De la nada me tiemblan los ojos, me lloran las manos, me piensan los pies, me camina la cabeza. Y dejo de ser yo, lo juro, dejo de ser yo por completo. No estoy donde debo estar ni estaré, se me mete una melodía por el oído izquierdo y termino vomitándolo como una sonrisa bizarra llena de escaras. Qué putas las sonrisas.
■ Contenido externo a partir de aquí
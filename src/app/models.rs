use chrono::{DateTime, Utc};
use derivative::Derivative;
use serde::{Deserialize, Serialize};
use std::fmt;
use std::str::FromStr;

pub type TaskId = i64;

pub const DEFAULT_CATEGORY: &str = "General";

// Every textual priority, whatever its origin, is parsed by FromStr.
#[derive(Debug, Clone, Copy, PartialEq, Eq, Hash, Default, Serialize, Deserialize)]
#[serde(rename_all = "lowercase", try_from = "String")]
pub enum Priority {
    Low,
    #[default]
    Medium,
    High,
}

impl Priority {
    pub fn as_str(self) -> &'static str {
        match self {
            Priority::Low => "low",
            Priority::Medium => "medium",
            Priority::High => "high",
        }
    }
}

impl fmt::Display for Priority {
    fn fmt(&self, f: &mut fmt::Formatter<'_>) -> fmt::Result {
        f.write_str(self.as_str())
    }
}

#[derive(Debug, Clone, PartialEq, Eq, thiserror::Error)]
#[error("unknown priority `{0}` (expected low, medium or high)")]
pub struct ParsePriorityError(pub String);

impl FromStr for Priority {
    type Err = ParsePriorityError;

    fn from_str(s: &str) -> Result<Self, Self::Err> {
        match s.trim().to_ascii_lowercase().as_str() {
            "low" => Ok(Priority::Low),
            "medium" => Ok(Priority::Medium),
            "high" => Ok(Priority::High),
            _ => Err(ParsePriorityError(s.to_string())),
        }
    }
}

impl TryFrom<String> for Priority {
    type Error = ParsePriorityError;

    fn try_from(value: String) -> Result<Self, Self::Error> {
        value.parse()
    }
}

#[derive(Debug, Clone, PartialEq, Eq)]
pub struct Task {
    pub id: TaskId,
    pub title: String,
    pub category: String,
    pub priority: Priority,
    pub due_time: String,
    pub completed: bool,
    pub created_at: DateTime<Utc>,
}

// Caller-supplied fields for a new task. Id, creation time and completion
// are always decided by the store.
#[derive(Derivative, Clone, PartialEq, Eq)]
#[derivative(Default, Debug)]
pub struct NewTask {
    pub title: String,
    #[derivative(Default(value = "DEFAULT_CATEGORY.to_string()"))]
    pub category: String,
    pub priority: Priority,
    pub due_time: String,
}

impl NewTask {
    pub fn titled(title: impl Into<String>) -> Self {
        NewTask {
            title: title.into(),
            ..NewTask::default()
        }
    }
}

// Partial update: only the fields that are `Some` change.
#[derive(Debug, Clone, Default, PartialEq, Eq)]
pub struct TaskPatch {
    pub title: Option<String>,
    pub category: Option<String>,
    pub priority: Option<Priority>,
    pub due_time: Option<String>,
    pub completed: Option<bool>,
}

impl TaskPatch {
    pub fn completed(completed: bool) -> Self {
        TaskPatch {
            completed: Some(completed),
            ..TaskPatch::default()
        }
    }

    pub fn apply_to(self, task: &mut Task) {
        if let Some(title) = self.title {
            task.title = title;
        }
        if let Some(category) = self.category {
            task.category = category;
        }
        if let Some(priority) = self.priority {
            task.priority = priority;
        }
        if let Some(due_time) = self.due_time {
            task.due_time = due_time;
        }
        if let Some(completed) = self.completed {
            task.completed = completed;
        }
    }
}

#[derive(Debug, Clone, Copy, Default, PartialEq, Eq)]
pub struct TaskStats {
    pub total: usize,
    pub completed: usize,
    pub percentage: u8,
}

impl TaskStats {
    pub fn new(total: usize, completed: usize) -> Self {
        // round(completed / total * 100) with halves rounded up
        let percentage = if total == 0 {
            0
        } else {
            let scaled = (completed * 200 + total) / (total * 2);
            u8::try_from(scaled.min(100)).unwrap_or(100)
        };
        TaskStats {
            total,
            completed,
            percentage,
        }
    }

    pub fn from_tasks(tasks: &[Task]) -> Self {
        TaskStats::new(tasks.len(), tasks.iter().filter(|task| task.completed).count())
    }

    pub fn remaining(&self) -> usize {
        self.total.saturating_sub(self.completed)
    }
}

#[cfg(test)]
mod tests {
    use super::*;

    #[test]
    fn percentage_rounds_like_the_progress_bar() {
        assert_eq!(TaskStats::new(0, 0).percentage, 0);
        assert_eq!(TaskStats::new(2, 1).percentage, 50);
        assert_eq!(TaskStats::new(3, 1).percentage, 33);
        assert_eq!(TaskStats::new(3, 2).percentage, 67);
        assert_eq!(TaskStats::new(8, 1).percentage, 13);
        assert_eq!(TaskStats::new(4, 4).percentage, 100);
        assert_eq!(TaskStats::new(5, 3).remaining(), 2);
    }

    #[test]
    fn priority_parses_case_insensitively() {
        assert_eq!("HIGH".parse::<Priority>(), Ok(Priority::High));
        assert_eq!(" low ".parse::<Priority>(), Ok(Priority::Low));
        assert!("urgent".parse::<Priority>().is_err());
    }

    #[test]
    fn document_priorities_follow_the_same_rule() {
        let parsed: Vec<Priority> = serde_json::from_str(r#"["High", "LOW", "medium"]"#).unwrap();
        assert_eq!(parsed, vec![Priority::High, Priority::Low, Priority::Medium]);
        assert!(serde_json::from_str::<Priority>(r#""urgent""#).is_err());
        assert_eq!(serde_json::to_string(&Priority::High).unwrap(), r#""high""#);
    }

    #[test]
    fn new_task_defaults_to_general_and_medium() {
        let task = NewTask::titled("Buy milk");
        assert_eq!(task.category, "General");
        assert_eq!(task.priority, Priority::Medium);
        assert!(task.due_time.is_empty());
    }

    #[test]
    fn patch_only_touches_named_fields() {
        let mut task = Task {
            id: 7,
            title: "Call mom".into(),
            category: "Phone".into(),
            priority: Priority::Low,
            due_time: "Due 5pm".into(),
            completed: false,
            created_at: Utc::now(),
        };
        let before = task.clone();

        TaskPatch::completed(true).apply_to(&mut task);

        assert!(task.completed);
        assert_eq!(task.title, before.title);
        assert_eq!(task.category, before.category);
        assert_eq!(task.priority, before.priority);
        assert_eq!(task.due_time, before.due_time);
        assert_eq!(task.created_at, before.created_at);
    }
}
Perras mentirosas llenas de escrúpulos con aire de mal trechos, se meten en cada momento, a cada hora, en cada recuerdo y no nos dejan mirar el horizonte, nos imposibilitan para dejar ir, aunque para hablar de horizontes hay muchos ebrios en la puerta de un bar de algún San Telmo que ya no recuerdo.
Usted está cegado, no quiere contestar, le teme a las mentiras y más a la soledad. Yo era así, un día no dejé de respirar, fui real por más de una hora y terminé gritándole a personas que no tenían nada para dar. Qué putas las personas. Maniatadas con el amor, sincerándose con las mentiras, me duele un poco el corazón.
Manténgase alejado de las personas que lloran sin compasión.